* _Task item_:
Determine how many lines of the records include "that", and answer with the number alone.

==== Records for this exercise

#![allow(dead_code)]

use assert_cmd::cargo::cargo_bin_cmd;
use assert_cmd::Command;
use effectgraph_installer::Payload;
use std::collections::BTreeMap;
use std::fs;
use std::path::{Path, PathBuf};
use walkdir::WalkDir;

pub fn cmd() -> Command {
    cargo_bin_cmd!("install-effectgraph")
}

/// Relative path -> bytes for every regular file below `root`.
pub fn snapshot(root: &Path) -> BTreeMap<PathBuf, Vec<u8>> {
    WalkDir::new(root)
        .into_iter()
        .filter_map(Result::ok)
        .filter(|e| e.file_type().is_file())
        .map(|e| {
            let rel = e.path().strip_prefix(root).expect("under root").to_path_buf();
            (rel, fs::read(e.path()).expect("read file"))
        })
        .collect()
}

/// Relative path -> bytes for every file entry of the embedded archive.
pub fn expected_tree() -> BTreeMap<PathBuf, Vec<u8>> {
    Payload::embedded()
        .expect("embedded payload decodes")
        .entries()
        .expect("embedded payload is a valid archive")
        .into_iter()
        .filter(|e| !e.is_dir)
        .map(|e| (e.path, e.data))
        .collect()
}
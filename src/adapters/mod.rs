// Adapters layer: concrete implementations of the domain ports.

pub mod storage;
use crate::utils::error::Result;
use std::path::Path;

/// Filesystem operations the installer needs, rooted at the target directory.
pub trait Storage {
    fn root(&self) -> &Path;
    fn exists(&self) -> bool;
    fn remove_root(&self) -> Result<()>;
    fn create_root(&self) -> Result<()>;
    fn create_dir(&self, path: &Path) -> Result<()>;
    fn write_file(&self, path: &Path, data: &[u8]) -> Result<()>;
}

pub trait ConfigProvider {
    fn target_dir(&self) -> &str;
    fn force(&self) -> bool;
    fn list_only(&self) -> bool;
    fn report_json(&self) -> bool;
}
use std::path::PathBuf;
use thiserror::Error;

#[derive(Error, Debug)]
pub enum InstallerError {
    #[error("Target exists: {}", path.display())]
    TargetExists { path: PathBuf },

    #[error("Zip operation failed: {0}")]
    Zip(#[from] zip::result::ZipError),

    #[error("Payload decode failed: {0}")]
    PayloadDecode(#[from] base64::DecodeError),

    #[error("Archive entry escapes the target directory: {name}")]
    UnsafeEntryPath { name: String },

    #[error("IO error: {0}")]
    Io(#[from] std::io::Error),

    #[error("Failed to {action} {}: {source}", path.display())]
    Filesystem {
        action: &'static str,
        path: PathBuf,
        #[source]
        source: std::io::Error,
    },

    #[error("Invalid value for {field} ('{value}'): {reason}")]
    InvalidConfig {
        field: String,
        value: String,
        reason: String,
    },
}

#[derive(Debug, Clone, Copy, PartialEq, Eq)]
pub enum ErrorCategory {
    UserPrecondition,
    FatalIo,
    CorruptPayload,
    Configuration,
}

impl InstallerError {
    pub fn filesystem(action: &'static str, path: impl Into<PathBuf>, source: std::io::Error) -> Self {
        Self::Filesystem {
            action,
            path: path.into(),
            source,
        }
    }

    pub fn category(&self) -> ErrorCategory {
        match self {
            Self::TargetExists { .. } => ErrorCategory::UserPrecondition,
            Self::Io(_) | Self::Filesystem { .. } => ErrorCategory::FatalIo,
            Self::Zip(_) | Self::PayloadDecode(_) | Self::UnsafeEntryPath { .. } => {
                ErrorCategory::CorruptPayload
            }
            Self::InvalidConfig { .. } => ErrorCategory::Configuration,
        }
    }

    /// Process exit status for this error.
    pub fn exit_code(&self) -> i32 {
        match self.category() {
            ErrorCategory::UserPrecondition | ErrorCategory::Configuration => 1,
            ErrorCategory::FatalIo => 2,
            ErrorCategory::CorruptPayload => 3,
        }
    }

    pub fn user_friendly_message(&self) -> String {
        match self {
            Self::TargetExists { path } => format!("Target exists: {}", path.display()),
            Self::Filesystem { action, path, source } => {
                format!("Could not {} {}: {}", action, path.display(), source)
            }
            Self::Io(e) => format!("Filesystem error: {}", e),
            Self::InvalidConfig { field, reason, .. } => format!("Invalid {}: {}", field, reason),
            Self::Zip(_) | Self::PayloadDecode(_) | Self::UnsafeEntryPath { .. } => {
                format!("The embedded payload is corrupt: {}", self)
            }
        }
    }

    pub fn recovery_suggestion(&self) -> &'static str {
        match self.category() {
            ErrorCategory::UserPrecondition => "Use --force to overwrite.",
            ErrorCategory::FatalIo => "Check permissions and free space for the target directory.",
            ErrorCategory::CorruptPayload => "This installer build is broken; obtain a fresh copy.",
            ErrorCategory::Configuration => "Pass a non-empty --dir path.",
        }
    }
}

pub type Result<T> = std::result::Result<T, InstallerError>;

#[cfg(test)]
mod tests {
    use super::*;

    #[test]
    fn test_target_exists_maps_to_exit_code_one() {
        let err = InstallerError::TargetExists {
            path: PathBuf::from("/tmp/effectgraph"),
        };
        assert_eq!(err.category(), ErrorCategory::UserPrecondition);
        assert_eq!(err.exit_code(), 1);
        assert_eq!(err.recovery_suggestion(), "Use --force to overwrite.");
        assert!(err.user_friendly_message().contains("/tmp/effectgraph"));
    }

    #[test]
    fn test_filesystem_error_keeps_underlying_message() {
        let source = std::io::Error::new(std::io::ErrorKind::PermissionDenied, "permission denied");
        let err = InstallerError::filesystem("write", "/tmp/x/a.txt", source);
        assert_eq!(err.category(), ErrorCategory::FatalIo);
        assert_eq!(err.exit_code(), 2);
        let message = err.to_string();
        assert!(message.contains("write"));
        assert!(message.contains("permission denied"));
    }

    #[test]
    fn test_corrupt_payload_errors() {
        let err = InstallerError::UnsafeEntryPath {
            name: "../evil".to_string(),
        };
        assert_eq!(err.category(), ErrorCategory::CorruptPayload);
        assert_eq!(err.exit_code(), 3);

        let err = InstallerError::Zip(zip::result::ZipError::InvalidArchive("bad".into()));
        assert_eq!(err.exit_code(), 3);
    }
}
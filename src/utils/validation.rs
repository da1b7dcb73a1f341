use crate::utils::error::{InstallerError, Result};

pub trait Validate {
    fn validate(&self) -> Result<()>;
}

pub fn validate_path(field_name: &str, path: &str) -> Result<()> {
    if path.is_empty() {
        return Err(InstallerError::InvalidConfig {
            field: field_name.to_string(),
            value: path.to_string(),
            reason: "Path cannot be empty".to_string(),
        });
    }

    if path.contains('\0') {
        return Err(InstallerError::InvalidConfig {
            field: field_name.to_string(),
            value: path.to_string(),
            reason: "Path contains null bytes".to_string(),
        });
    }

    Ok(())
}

========
==== Records for this exercise

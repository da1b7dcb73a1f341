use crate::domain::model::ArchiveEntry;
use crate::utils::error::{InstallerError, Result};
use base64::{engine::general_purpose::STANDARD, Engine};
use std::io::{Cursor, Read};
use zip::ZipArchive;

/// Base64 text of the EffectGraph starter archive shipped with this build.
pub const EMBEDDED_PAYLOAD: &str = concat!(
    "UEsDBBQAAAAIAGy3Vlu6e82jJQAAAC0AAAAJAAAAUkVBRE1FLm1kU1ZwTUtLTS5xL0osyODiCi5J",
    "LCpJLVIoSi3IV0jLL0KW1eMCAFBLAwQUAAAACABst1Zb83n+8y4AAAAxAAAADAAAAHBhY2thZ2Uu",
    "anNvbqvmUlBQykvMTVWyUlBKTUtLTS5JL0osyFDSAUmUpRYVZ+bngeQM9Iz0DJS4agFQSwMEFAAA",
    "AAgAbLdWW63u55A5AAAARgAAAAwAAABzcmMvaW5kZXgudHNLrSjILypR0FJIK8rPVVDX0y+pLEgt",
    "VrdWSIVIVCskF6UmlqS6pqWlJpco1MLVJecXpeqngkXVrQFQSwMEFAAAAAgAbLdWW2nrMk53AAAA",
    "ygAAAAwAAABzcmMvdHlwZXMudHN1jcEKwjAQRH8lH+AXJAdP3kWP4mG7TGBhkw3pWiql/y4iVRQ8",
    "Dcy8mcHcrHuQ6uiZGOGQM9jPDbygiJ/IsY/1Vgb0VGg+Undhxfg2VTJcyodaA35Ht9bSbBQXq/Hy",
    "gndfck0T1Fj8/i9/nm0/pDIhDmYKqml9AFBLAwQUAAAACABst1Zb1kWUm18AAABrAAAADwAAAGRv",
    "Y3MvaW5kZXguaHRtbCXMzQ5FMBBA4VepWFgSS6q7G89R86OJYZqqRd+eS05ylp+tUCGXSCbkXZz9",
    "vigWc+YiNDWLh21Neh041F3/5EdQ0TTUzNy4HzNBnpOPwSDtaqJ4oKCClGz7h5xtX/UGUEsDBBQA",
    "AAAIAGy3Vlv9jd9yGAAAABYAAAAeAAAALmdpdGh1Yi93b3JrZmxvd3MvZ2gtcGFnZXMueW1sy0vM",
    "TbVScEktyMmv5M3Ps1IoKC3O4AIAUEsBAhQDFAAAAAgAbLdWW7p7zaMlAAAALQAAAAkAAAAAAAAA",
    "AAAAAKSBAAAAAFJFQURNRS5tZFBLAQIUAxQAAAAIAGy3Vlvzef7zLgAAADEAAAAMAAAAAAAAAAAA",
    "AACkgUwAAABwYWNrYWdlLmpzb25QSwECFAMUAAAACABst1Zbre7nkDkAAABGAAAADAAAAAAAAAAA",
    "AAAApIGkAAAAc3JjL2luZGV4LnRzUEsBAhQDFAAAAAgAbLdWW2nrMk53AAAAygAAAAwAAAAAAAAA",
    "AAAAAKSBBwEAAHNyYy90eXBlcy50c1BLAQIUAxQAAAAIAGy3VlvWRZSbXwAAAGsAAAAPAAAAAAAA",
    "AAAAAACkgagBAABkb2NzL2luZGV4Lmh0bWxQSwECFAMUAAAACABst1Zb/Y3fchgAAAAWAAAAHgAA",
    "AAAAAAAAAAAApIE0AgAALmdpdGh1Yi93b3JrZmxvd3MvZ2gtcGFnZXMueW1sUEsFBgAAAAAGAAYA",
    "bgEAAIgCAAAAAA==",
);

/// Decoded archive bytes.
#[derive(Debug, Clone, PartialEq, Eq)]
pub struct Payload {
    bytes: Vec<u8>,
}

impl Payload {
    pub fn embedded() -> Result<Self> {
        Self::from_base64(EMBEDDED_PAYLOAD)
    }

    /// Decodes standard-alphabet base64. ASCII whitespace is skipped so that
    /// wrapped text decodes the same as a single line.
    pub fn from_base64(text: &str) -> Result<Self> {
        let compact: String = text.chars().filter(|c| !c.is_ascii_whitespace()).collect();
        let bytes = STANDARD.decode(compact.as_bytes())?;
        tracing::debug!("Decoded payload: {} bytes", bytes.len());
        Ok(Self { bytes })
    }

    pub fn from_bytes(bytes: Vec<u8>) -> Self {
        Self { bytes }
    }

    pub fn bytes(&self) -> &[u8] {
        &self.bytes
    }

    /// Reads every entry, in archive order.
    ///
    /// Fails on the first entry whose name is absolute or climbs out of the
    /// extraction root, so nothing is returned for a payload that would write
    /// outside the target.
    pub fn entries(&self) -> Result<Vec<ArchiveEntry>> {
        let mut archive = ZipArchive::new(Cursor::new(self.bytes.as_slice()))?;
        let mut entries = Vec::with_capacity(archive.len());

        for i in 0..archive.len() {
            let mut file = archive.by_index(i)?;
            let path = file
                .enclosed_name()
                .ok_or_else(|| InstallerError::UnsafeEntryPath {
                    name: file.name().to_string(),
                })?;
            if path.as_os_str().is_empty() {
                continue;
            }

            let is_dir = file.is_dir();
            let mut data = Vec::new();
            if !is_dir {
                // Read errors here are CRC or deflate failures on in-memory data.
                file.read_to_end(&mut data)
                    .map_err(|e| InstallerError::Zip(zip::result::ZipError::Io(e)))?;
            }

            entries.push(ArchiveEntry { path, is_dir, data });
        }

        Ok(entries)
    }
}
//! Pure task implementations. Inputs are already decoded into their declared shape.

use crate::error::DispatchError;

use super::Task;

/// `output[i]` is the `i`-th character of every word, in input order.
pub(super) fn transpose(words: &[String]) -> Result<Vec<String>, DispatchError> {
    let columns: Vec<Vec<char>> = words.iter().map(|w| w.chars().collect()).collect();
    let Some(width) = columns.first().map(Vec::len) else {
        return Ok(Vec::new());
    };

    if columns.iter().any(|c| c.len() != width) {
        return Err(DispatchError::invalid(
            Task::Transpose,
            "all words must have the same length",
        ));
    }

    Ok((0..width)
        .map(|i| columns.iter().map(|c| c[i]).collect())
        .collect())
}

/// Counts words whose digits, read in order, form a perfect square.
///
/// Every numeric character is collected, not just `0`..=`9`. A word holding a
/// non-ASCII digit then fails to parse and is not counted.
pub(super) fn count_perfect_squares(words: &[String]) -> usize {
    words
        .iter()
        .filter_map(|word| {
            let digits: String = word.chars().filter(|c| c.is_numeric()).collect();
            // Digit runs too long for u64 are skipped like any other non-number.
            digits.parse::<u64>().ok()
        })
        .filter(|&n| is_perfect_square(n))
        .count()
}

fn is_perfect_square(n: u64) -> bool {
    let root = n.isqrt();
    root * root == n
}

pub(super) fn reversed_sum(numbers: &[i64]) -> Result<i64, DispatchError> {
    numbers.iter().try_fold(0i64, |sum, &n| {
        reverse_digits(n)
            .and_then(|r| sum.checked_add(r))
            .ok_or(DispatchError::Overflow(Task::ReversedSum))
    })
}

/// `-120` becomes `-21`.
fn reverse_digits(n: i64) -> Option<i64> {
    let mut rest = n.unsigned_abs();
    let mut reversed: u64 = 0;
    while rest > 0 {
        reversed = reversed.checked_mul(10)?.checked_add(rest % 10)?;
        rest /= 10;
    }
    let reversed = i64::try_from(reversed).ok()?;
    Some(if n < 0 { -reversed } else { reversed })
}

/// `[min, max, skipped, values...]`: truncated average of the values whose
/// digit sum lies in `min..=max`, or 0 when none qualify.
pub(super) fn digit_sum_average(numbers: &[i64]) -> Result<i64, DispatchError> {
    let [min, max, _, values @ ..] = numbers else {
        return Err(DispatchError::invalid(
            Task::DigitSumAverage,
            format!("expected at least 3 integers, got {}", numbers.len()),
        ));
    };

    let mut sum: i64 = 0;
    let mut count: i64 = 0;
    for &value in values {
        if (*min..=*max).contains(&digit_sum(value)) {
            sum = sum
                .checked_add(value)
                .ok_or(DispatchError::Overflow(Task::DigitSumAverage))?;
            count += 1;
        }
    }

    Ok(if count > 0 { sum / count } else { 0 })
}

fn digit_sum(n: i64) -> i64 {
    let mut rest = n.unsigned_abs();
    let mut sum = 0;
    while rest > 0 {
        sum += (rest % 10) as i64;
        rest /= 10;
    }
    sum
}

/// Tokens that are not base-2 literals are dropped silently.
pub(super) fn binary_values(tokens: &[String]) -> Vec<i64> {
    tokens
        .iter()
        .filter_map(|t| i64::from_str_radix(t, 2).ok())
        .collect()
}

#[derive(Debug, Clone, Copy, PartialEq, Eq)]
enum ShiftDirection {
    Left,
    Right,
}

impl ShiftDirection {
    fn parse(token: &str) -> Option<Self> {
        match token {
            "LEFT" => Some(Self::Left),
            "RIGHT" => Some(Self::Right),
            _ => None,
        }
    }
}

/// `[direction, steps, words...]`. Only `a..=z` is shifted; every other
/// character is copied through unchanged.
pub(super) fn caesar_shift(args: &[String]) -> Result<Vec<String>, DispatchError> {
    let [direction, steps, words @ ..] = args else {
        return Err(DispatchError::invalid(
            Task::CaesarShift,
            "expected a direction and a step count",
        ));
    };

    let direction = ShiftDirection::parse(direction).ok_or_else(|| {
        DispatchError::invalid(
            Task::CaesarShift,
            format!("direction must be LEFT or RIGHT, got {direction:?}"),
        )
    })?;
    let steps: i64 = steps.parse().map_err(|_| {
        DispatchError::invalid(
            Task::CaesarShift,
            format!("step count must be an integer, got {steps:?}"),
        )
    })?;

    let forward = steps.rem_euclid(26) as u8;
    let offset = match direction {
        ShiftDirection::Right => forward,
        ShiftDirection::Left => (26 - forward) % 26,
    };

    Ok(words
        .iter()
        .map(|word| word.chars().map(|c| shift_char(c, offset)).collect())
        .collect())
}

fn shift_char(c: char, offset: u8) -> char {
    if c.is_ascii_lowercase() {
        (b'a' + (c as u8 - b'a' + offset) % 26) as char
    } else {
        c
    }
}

========

* _Answer to the exercise_:
3